Today, the news flow around BBBY is fast and frenetic. The volatility is wild and reminiscent of the meme stock boom. The enterprise has warned of a possible bankruptcy, and failed to secure a debt swap with lenders. The latest quarter was terrible, with sales declining 33 per cent and a reported net loss of US$392.97-million, including a US$100.70-million non-cash charge. Layoffs and store closings continue, and inventory issues persist as suppliers pull back.

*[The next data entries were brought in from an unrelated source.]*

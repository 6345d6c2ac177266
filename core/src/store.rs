//! The narrow storage contract consumed by the schema engine.
//!
//! A [`RowStore`] is a dumb executor plus a script-resource locator: all
//! statement text is supplied by the engine, and the store only needs to run
//! it, fetch rows, and report physical corruption.

use std::io::BufRead;
use std::path::Path;

use crate::error::Result;
use crate::records::Entity;
use crate::value::{Row, Value};
use crate::version::SchemaVersion;

/// A row selection: table, columns, optional filter, ordering and limit.
///
/// # Examples
///
/// ```
/// use triplog_core::{RowQuery, TripStop, Value};
///
/// let query = RowQuery::for_entity::<TripStop>()
///     .filter("tripid = ?", vec![Value::Integer(12)])
///     .order_by("_id");
/// assert_eq!(query.table, "tstop");
/// assert_eq!(query.where_args.len(), 1);
/// ```
#[derive(Debug, Clone, PartialEq)]
pub struct RowQuery {
    pub table: &'static str,
    pub fields: &'static [&'static str],
    /// Filter with `?` placeholders, without the `WHERE` keyword.
    pub where_clause: Option<String>,
    pub where_args: Vec<Value>,
    /// Ordering expression, without the `ORDER BY` keywords.
    pub order_by: Option<&'static str>,
    pub limit: Option<usize>,
}

impl RowQuery {
    /// Selects `fields` from every row of `table`.
    pub fn new(table: &'static str, fields: &'static [&'static str]) -> Self {
        Self {
            table,
            fields,
            where_clause: None,
            where_args: Vec::new(),
            order_by: None,
            limit: None,
        }
    }

    /// Selects the columns an [`Entity`] needs.
    pub fn for_entity<E: Entity>() -> Self {
        Self::new(E::TABLE, E::FIELDS)
    }

    pub fn filter(mut self, clause: impl Into<String>, args: Vec<Value>) -> Self {
        self.where_clause = Some(clause.into());
        self.where_args = args;
        self
    }

    pub fn order_by(mut self, order_by: &'static str) -> Self {
        self.order_by = Some(order_by);
        self
    }

    pub fn limit(mut self, limit: usize) -> Self {
        self.limit = Some(limit);
        self
    }
}

/// Minimal storage capability required by the migration engine and verifier.
///
/// Implementations are used from one thread at a time; the engine never
/// holds two operations open against the same store.
pub trait RowStore {
    /// Loads one row by primary key. A missing row is `Ok(None)`, not an error.
    fn get_row(&self, table: &str, id: i64, fields: &[&str]) -> Result<Option<Row>>;

    /// Loads all rows matching `query`.
    fn get_rows(&self, query: &RowQuery) -> Result<Vec<Row>>;

    /// Inserts a row and returns its new primary key.
    fn insert(&self, table: &str, values: &[(&str, Value)]) -> Result<i64>;

    /// Updates the row with primary key `id`, returning the number of rows changed.
    fn update(&self, table: &str, id: i64, values: &[(&str, Value)]) -> Result<usize>;

    /// Deletes the row with primary key `id`, returning the number of rows removed.
    fn delete(&self, table: &str, id: i64) -> Result<usize>;

    /// Executes one engine-supplied statement.
    fn exec_raw(&self, sql: &str) -> Result<()>;

    /// Runs the storage engine's own physical consistency check.
    ///
    /// Returns `None` when the check passes, or the diagnostic text otherwise.
    fn physical_integrity_check(&self) -> Result<Option<String>>;

    /// Identity of the underlying file, when the store has one.
    fn owner(&self) -> Option<&Path>;

    /// Whether `other` is a connection to the same underlying file.
    ///
    /// Stores without an owner (in-memory databases) never match.
    fn has_same_owner(&self, other: &dyn RowStore) -> bool {
        match (self.owner(), other.owner()) {
            (Some(mine), Some(theirs)) => mine == theirs,
            _ => false,
        }
    }

    /// Resource name of the script that upgrades into `version`.
    fn script_name(&self, version: SchemaVersion) -> String;

    /// Opens the script that upgrades into `version`; version 0 is the
    /// full-create script. `Ok(None)` when no such script exists.
    fn upgrade_script(&self, version: SchemaVersion) -> Result<Option<Box<dyn BufRead + '_>>>;

    /// Closes the store. Every later call fails with
    /// [`StoreError::Closed`](crate::StoreError::Closed); closing twice is a no-op.
    fn close(&mut self) -> Result<()>;
}

/// Loads one entity by id.
///
/// The outer `Result` carries storage failures; the inner value separates
/// "no such row" (`Ok(None)`) from "row exists but is unreadable" (`Err`).
pub fn load_entity<E: Entity, S: RowStore + ?Sized>(
    store: &S,
    id: i64,
) -> Result<Option<std::result::Result<E, crate::RecordError>>> {
    Ok(store
        .get_row(E::TABLE, id, E::FIELDS)?
        .map(|row| E::from_row(&row)))
}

Though it could yet work out for Bed Bath & Beyond shareholders, the odds are not in their favour. The company could raise equity, but that would likely crush existing holders, and look outrageous to boot, given the scale of their previous repurchase plans. It could also secure a debt swap agreement with lenders, but that has already failed to materialize once, and at best would only buy time. A buyer could step forward at the last second, but this too appears unlikely. This is because a possible suitor would probably snag a better price by waiting until BBBY declares bankruptcy. Additionally, the bankruptcy proceedings – which will sort out the various claims over the corporation’s assets – will simplify life for any possible acquirer.

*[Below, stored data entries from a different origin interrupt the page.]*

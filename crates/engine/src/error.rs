// SPDX-License-Identifier: BUSL-1.1
// Copyright (c) 2026 Alfred Jean LLC

//! Engine error taxonomy.

use fm_core::MessageId;
use fm_storage::StorageError;
use thiserror::Error;

pub type Result<T> = std::result::Result<T, EngineError>;

#[derive(Debug, Error)]
pub enum EngineError {
    /// Job or message absent.
    #[error("not found: {0}")]
    NotFound(String),

    /// A concurrent update lost a race, or a status transition is not
    /// permitted from the current state.
    #[error("conflict: {0}")]
    Conflict(String),

    /// Parent-chain resolution exceeded the depth limit or revisited a job.
    #[error("corrupt hierarchy: {0}")]
    CorruptHierarchy(String),

    /// No worker registered for a message's routing key. Permanent; the
    /// message is acknowledged and never retried.
    #[error("no worker registered for routing key '{0}'")]
    Routing(String),

    /// Worker execution failed; retried via queue redelivery up to the
    /// receive budget.
    #[error("worker execution failed: {0}")]
    TransientExecution(String),

    /// Retry budget exhausted; the message is parked for inspection.
    #[error("message {0} dead-lettered after {1} receives")]
    DeadLettered(MessageId, u32),

    /// Extend called for a message that is not currently leased.
    #[error("message {0} is not leased")]
    NotLeased(MessageId),

    #[error("queue is closed")]
    QueueClosed,

    #[error("invalid cursor: {0}")]
    InvalidCursor(String),

    #[error("invalid config: {0}")]
    InvalidConfig(String),

    #[error(transparent)]
    Storage(#[from] StorageError),
}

From our perspective, there are several lessons here. First, investor activism is not always a good thing – sometimes it distracts the C-suite and board, or forces changes that ultimately hurt the organization. In this case, the input from activists did nothing to help BBBY’s long-term viability.
Second, buybacks can help sink a company if the balance sheet carries significant debt and operational metrics are deteriorating. Instead of burning cash on buybacks, businesses in this position should be paying off debt and conserving cash.
Third, value traps are real. Often, they will have many of the following features: a shrinking balance sheet, high debt and/or low cash, a contracting top line, regular net losses, and a history of shareholder dilution. In the case of BBBY, most of these factors have been in play for years.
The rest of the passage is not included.